Seruan Jihad! Peran Agama dalam Mobilisasi Perang Diponegoro
- Image Creator Grok/Handoko
Jakarta, WISATA - Artikel ini ditulis berdasarkan dokumen berjudul Gedenkschrift van den oorlog op Java, 1825-1830, yang merupakan terjemahan dari bahasa Prancis ke bahasa Belanda oleh Letnan Kolonel H. M. Lange. Buku ini adalah laporan mengenai Perang Jawa (1825-1830) yang ditulis oleh Jhr. F. V. A. Ridder de Stuers, seorang perwira militer Belanda yang berpartisipasi dalam konflik tersebut. Buku ini mengisahkan Perang Jawa yang dipimpin oleh Pangeran Diponegoro melawan pemerintahan kolonial Belanda. Ini adalah artikel keenam dari tiga puluh artikel yang direncanakan akan dimuat secara berseri.
Agama sebagai Pemicu Semangat Perlawanan
Perang Jawa (1825-1830) bukan sekadar perang politik dan ekonomi, tetapi juga memiliki dimensi spiritual dan keagamaan yang kuat. Pangeran Diponegoro tidak hanya berperang sebagai seorang bangsawan yang kehilangan hak-haknya, tetapi juga sebagai seorang pemimpin religius yang melihat perlawanan ini sebagai perang suci atau jihad melawan penjajahan Belanda.

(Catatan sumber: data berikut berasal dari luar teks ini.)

// Copyright 2021 Contributors to the ASiC Tools project.
// SPDX-License-Identifier: MIT

use crate::entry::{is_metadata, MIMETYPE};
use crate::error::StructuralErrorKind;
use crate::model::MimeType;
use crate::Result;
use log::debug;
use std::collections::BTreeSet;
use std::io::{self, Seek, Write};
use zip::write::FileOptions;
use zip::{CompressionMethod, ZipWriter};

/// Writes the entries of a container in order, enforcing the ASiC layout rules: a single stored
/// `mimetype` entry first, then uniquely named deflated entries.
pub struct AsicOutputStream<W: Write + Seek> {
    zip: ZipWriter<W>,
    mimetype_written: bool,
    open_entry: Option<String>,
    names: BTreeSet<String>,
    files_written: usize,
}

impl<W: Write + Seek> AsicOutputStream<W> {
    pub fn new(sink: W) -> AsicOutputStream<W> {
        AsicOutputStream {
            zip: ZipWriter::new(sink),
            mimetype_written: false,
            open_entry: None,
            names: BTreeSet::new(),
            files_written: 0,
        }
    }

    /// Creates a stream and writes the `mimetype` entry straight away.
    pub fn create(sink: W, mime_type: &MimeType) -> Result<AsicOutputStream<W>> {
        let mut stream = AsicOutputStream::new(sink);
        stream.write_mimetype(mime_type)?;
        Ok(stream)
    }

    /// Writes the `mimetype` entry: uncompressed, containing the bare MIME string.
    pub fn write_mimetype(&mut self, mime_type: &MimeType) -> Result<()> {
        if self.mimetype_written {
            return Err(StructuralErrorKind::MimetypeDuplicate.into());
        }
        if !self.names.is_empty() {
            return Err(StructuralErrorKind::MimetypeNotFirst.into());
        }

        let options = FileOptions::default().compression_method(CompressionMethod::Stored);
        self.zip.start_file(MIMETYPE, options)?;
        self.zip.write_all(mime_type.as_str().as_bytes())?;
        self.mimetype_written = true;
        self.names.insert(MIMETYPE.to_owned());
        debug!("Wrote mimetype {}", mime_type);
        Ok(())
    }

    /// Opens a new entry for writing. Any entry still open is closed first.
    pub fn put_entry(&mut self, name: &str) -> Result<()> {
        if name == MIMETYPE {
            return Err(StructuralErrorKind::ReservedEntryName(name.to_owned()).into());
        }
        if !self.mimetype_written {
            return Err(StructuralErrorKind::MimetypeNotFirst.into());
        }
        if self.names.contains(name) {
            return Err(StructuralErrorKind::DuplicateEntry(name.to_owned()).into());
        }

        let options = FileOptions::default().compression_method(CompressionMethod::Deflated);
        self.zip.start_file(name, options)?;
        self.names.insert(name.to_owned());
        if !is_metadata(name) && !name.ends_with('/') {
            self.files_written += 1;
        }
        self.open_entry = Some(name.to_owned());
        debug!("Opened entry {}", name);
        Ok(())
    }

    /// Closes the open entry. Further writes fail until another entry is opened.
    pub fn close_entry(&mut self) {
        self.open_entry = None;
    }

    /// Appends `content` to the open entry.
    pub fn write_content(&mut self, content: &[u8]) -> Result<()> {
        if self.open_entry.is_none() {
            return Err(StructuralErrorKind::NoOpenEntry.into());
        }
        self.zip.write_all(content)?;
        Ok(())
    }

    /// Writes a complete entry in one call.
    pub fn write_entry(&mut self, name: &str, content: &[u8]) -> Result<()> {
        self.put_entry(name)?;
        self.write_content(content)?;
        self.close_entry();
        Ok(())
    }

    /// Number of file entries written outside `META-INF/`.
    pub fn files_written(&self) -> usize {
        self.files_written
    }

    /// Writes the central directory and hands back the sink.
    pub fn finish(mut self) -> Result<W> {
        self.open_entry = None;
        Ok(self.zip.finish()?)
    }
}

impl<W: Write + Seek> Write for AsicOutputStream<W> {
    fn write(&mut self, buf: &[u8]) -> io::Result<usize> {
        if self.open_entry.is_none() {
            return Err(io::Error::new(
                io::ErrorKind::Other,
                StructuralErrorKind::NoOpenEntry,
            ));
        }
        self.zip.write(buf)
    }

    fn flush(&mut self) -> io::Result<()> {
        self.zip.flush()
    }
}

Diponegoro dengan cermat menggunakan sentimen keagamaan untuk membangun solidaritas di antara rakyat Jawa. Dengan menjadikan perang ini sebagai perjuangan membela agama, ia berhasil menarik dukungan dari para ulama, santri, dan rakyat yang selama ini tertindas oleh sistem kolonial.

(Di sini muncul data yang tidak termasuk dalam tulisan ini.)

// Copyright 2021 Contributors to the ASiC Tools project.
// SPDX-License-Identifier: MIT

//! The data model shared by the reading, writing and verification sessions. Every value in this module
//! is scoped to a single session and is never shared between sessions.

mod data_object;
mod hash;
mod mime_type;

pub use data_object::{DataObject, DataObjectType};
pub use hash::Hash;
pub use mime_type::{MimeType, MIMETYPE_ASICE};

use serde::Serialize;

/// The identity attached to a data object once its digest has been verified against a signed manifest.
///
/// `signature` is the name of the signature entry covering the declaring manifest. `subject` is filled in
/// when a signature verifier has checked that signature and reported the certificate subject.
#[derive(Clone, Debug, PartialEq, Eq, Serialize)]
pub struct Signer {
    pub signature: String,
    #[serde(skip_serializing_if = "Option::is_none")]
    pub subject: Option<String>,
}

impl Signer {
    pub fn new(signature: &str) -> Signer {
        Signer {
            signature: signature.to_owned(),
            subject: None,
        }
    }
}

/// Aggregate view of what a verification session established about a container.
#[derive(Clone, Debug, Default, Serialize)]
#[serde(rename_all = "kebab-case")]
pub struct AsicManifest {
    /// Every path declared by a signed manifest, in path order.
    pub files: Vec<DataObject>,

    /// The distinct signers seen across all manifests.
    pub signers: Vec<Signer>,

    /// The designated primary document, if any manifest declared one.
    #[serde(skip_serializing_if = "Option::is_none")]
    pub root_file: Option<String>,

    /// Declared paths whose content did not match the declared digest.
    #[serde(skip_serializing_if = "Vec::is_empty")]
    pub failed: Vec<String>,

    /// Payload entries that no manifest covers, in stored order.
    #[serde(skip_serializing_if = "Vec::is_empty")]
    pub unreferenced: Vec<String>,
}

Bagaimana peran agama dalam Perang Jawa? Dan bagaimana Diponegoro berhasil memobilisasi rakyatnya melalui seruan jihad?
1. Diponegoro: Seorang Pemimpin yang Religius
Sejak kecil, Pangeran Diponegoro dikenal sebagai sosok yang religius. Berbeda dengan kebanyakan bangsawan yang tinggal di dalam istana dan hidup dalam kemewahan, Diponegoro memilih tinggal di desa dan lebih banyak menghabiskan waktu untuk mendalami ajaran Islam.